Netgate Discussion Forum
    • Categories
    • Recent
    • Tags
    • Popular
    • Users
    • Search
    • Register
    • Login

    Netgate 2100 Stalling - HW issue?

    Scheduled Pinned Locked Moved Official Netgate® Hardware
    16 Posts 4 Posters 671 Views
    Loading More Posts
    • Oldest to Newest
    • Newest to Oldest
    • Most Votes
    Reply
    • Reply as topic
    Log in to reply
    This topic has been deleted. Only users with topic management privileges can see it.
    • stephenw10S
      stephenw10 Netgate Administrator
      last edited by

      Yup, the other monitoring graphs may show something there; a spike in CPU usage or states perhaps. Or a gap in data would also be telling.

      This doesn't look like a hardware issue to me. Or at least if it is it's unlike any hardware issue I've seen before!

      Are you running from eMMC or SSD?

      1 Reply Last reply Reply Quote 0
      • S
        sammiorelli
        last edited by

        See attached. To be honest I'm not seeing any hints here. I took some time to really try to quantify exactly how long the stalls are. I think my 4 minute upward bound estimate previously was just bad luck. Watching carefully over about a half hour, the longest stall was 97s, shortest was 4s, average was about 31s.

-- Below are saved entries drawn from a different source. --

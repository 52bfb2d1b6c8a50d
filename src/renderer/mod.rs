//! Canvas-2D scene renderer
//!
//! Draws a simulation [`Snapshot`](crate::sim::Snapshot) each frame. Strictly
//! read-only: rendering never mutates game state.

use wasm_bindgen::{JsCast, JsValue};
use web_sys::{CanvasRenderingContext2d, HtmlCanvasElement};

use crate::consts::*;
use crate::sim::{Edge, GravityDir, Snapshot};

pub struct SceneRenderer {
    ctx: CanvasRenderingContext2d,
}

impl SceneRenderer {
    /// Size the canvas to the playfield and grab its 2D context.
    pub fn new(canvas: &HtmlCanvasElement) -> Result<Self, JsValue> {
        canvas.set_width(BOUNDS_WIDTH as u32);
        canvas.set_height(BOUNDS_HEIGHT as u32);

        let ctx = canvas
            .get_context("2d")?
            .ok_or_else(|| JsValue::from_str("no 2d context"))?
            .dyn_into::<CanvasRenderingContext2d>()?;

        Ok(Self { ctx })
    }

    pub fn render(&self, snapshot: &Snapshot) {
        let w = BOUNDS_WIDTH as f64;
        let h = BOUNDS_HEIGHT as f64;

        // Backdrop
        self.ctx.set_shadow_blur(0.0);
        self.ctx.set_fill_style_str("#050505");
        self.ctx.fill_rect(0.0, 0.0, w, h);

        // Player block with glow
        let player_y = snapshot.player.y as f64;
        self.ctx.set_shadow_blur(15.0);
        self.ctx.set_shadow_color("#0ff");
        self.ctx.set_fill_style_str("#0ff");
        self.ctx.fill_rect(
            PLAYER_X as f64,
            player_y,
            PLAYER_SIZE as f64,
            PLAYER_SIZE as f64,
        );

        // Pupils sit on the gravity-facing side
        self.ctx.set_shadow_blur(0.0);
        self.ctx.set_fill_style_str("#000");
        let eye_y = match snapshot.gravity_direction {
            GravityDir::Down => player_y + 20.0,
            GravityDir::Up => player_y + 5.0,
        };
        self.ctx.fill_rect(PLAYER_X as f64 + 5.0, eye_y, 5.0, 5.0);
        self.ctx.fill_rect(PLAYER_X as f64 + 20.0, eye_y, 5.0, 5.0);

        // Spike triangles grow from their boundary toward the field
        self.ctx.set_shadow_blur(10.0);
        self.ctx.set_shadow_color("#f0f");
        self.ctx.set_fill_style_str("#f0f");
        for obstacle in snapshot.obstacles {
            let x = obstacle.x as f64;
            let width = obstacle.width as f64;
            self.ctx.begin_path();
            match obstacle.edge {
                Edge::Top => {
                    self.ctx.move_to(x, 0.0);
                    self.ctx.line_to(x + width / 2.0, obstacle.height as f64);
                    self.ctx.line_to(x + width, 0.0);
                }
                Edge::Bottom => {
                    self.ctx.move_to(x, h);
                    self.ctx.line_to(x + width / 2.0, obstacle.y as f64);
                    self.ctx.line_to(x + width, h);
                }
            }
            self.ctx.fill();
        }

        // Boundary strips
        self.ctx.set_shadow_blur(0.0);
        self.ctx.set_fill_style_str("#333");
        self.ctx.fill_rect(0.0, 0.0, w, 2.0);
        self.ctx.fill_rect(0.0, h - 2.0, w, 2.0);
    }
}
//! Game-over commentary client
//!
//! Asks an external text-generation endpoint for a one-line roast of the
//! finished run. Strictly fire-and-forget: the game-over screen is fully
//! usable before (and without) a response, and every failure path falls
//! back to a static line.

use rand::Rng;
use serde::Deserialize;

/// Static lines shown when no commentary service is reachable
pub const FALLBACK_LINES: [&str; 4] = [
    "Gravity is a harsh mistress.",
    "My grandmother jumps better.",
    "Sir Isaac Newton would be disappointed.",
    "Up is down, down is up, and you are game over.",
];

/// Pick a fallback line uniformly at random.
pub fn fallback_line<R: Rng + ?Sized>(rng: &mut R) -> &'static str {
    FALLBACK_LINES[rng.random_range(0..FALLBACK_LINES.len())]
}

/// The roast prompt for a finished run
pub fn build_prompt(score: u64) -> String {
    format!(
        "I just died in a gravity flip game with a score of {score}. \
         Give me a sarcastic, short (1 sentence) roast about my performance."
    )
}

/// JSON envelope the endpoint expects
pub fn request_body(score: u64) -> String {
    serde_json::json!({
        "contents": [{ "parts": [{ "text": build_prompt(score) }] }]
    })
    .to_string()
}

pub fn endpoint_url(api_key: &str) -> String {
    format!(
        "https://generativelanguage.googleapis.com/v1beta/models/gemini-2.0-flash:generateContent?key={api_key}"
    )
}

// Response shape - only the path we read
#[derive(Debug, Deserialize)]
struct GenerateResponse {
    #[serde(default)]
    candidates: Vec<Candidate>,
}

#[derive(Debug, Deserialize)]
struct Candidate {
    content: Content,
}

#[derive(Debug, Deserialize)]
struct Content {
    #[serde(default)]
    parts: Vec<Part>,
}

#[derive(Debug, Deserialize)]
struct Part {
    #[serde(default)]
    text: String,
}

/// Pull the first candidate's text out of a response body.
pub fn extract_comment(body: &str) -> Option<String> {
    let response: GenerateResponse = serde_json::from_str(body).ok()?;
    let text = response
        .candidates
        .into_iter()
        .next()?
        .content
        .parts
        .into_iter()
        .next()?
        .text;
    if text.trim().is_empty() { None } else { Some(text) }
}

/// Request a comment for the finished run and hand the result (or a
/// fallback line) to `on_comment`. Never blocks the caller.
#[cfg(target_arch = "wasm32")]
pub fn fetch_comment(api_key: &str, score: u64, on_comment: impl FnOnce(String) + 'static) {
    if api_key.is_empty() {
        on_comment(fallback_line(&mut rand::rng()).to_string());
        return;
    }

    let url = endpoint_url(api_key);
    let body = request_body(score);
    wasm_bindgen_futures::spawn_local(async move {
        let comment = match request_once(&url, &body).await {
            Ok(Some(text)) => text,
            Ok(None) => {
                log::warn!("Commentary response had no text");
                fallback_line(&mut rand::rng()).to_string()
            }
            Err(err) => {
                log::warn!("Commentary request failed: {err:?}");
                fallback_line(&mut rand::rng()).to_string()
            }
        };
        on_comment(comment);
    });
}

#[cfg(target_arch = "wasm32")]
async fn request_once(url: &str, body: &str) -> Result<Option<String>, wasm_bindgen::JsValue> {
    use wasm_bindgen::{JsCast, JsValue};
    use wasm_bindgen_futures::JsFuture;

    let init = web_sys::RequestInit::new();
    init.set_method("POST");
    init.set_body(&JsValue::from_str(body));

    let request = web_sys::Request::new_with_str_and_init(url, &init)?;
    request.headers().set("Content-Type", "application/json")?;

    let window = web_sys::window().ok_or_else(|| JsValue::from_str("no window"))?;
    let response = JsFuture::from(window.fetch_with_request(&request)).await?;
    let response: web_sys::Response = response.dyn_into()?;
    let text = JsFuture::from(response.text()?).await?;

    Ok(text.as_string().and_then(|t| extract_comment(&t)))
}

        Since the minimum resolution of these graphs is 1m, I think it ends up smoothing over these stall durations.

        It's running on the eMMC that came with the device.

        mbuf and states.png memory processor.png

        1 Reply Last reply Reply Quote 0
        • stephenw10S
          stephenw10 Netgate Administrator
          last edited by

          Other metric in the monitoring graphs may show something.

          The fact the traffic graphs appear to stop updating rather than go to zero implies something significant is happening. Either the RRD-update process stops or it's unable to get the data. Since it looks like other graphs continue it seems more like it can't get data. I'm surprised there is nothing in the system log at that time. It really feels like pf stops responding.

          S 1 Reply Last reply Reply Quote 0
          • S
            sammiorelli @stephenw10
            last edited by

            So just to be clear, here's the entirety of the logs in System Logs / System / General for this afternoon while this behavior was ongoing. Logs are the same earlier in the morning when I was doing the screenshots of the performance metrics. Just a bunch of the sshguard spam which seems like a known benign issue (https://forum.netgate.com/topic/169923/tons-sshguard-log-entries-and-its-not-enabled/14).

            But also, the frequency of the sshguard log entries is much less than the drop-outs, which happen every 1-2 minutes while the sshguard entries are approximately every 24 minutes.

            I agree with the instinct that this is pf hanging because active connections are never affected during the outage, but zero new connections can be established during the outage time regardless of device. I've also confirmed that during the outage, the WebUI of pfSense itself is also stuck. No clicks to other screens etc work until the outage clears. But I'm at a loss for how to investigate further since the logs are so silent on this topic.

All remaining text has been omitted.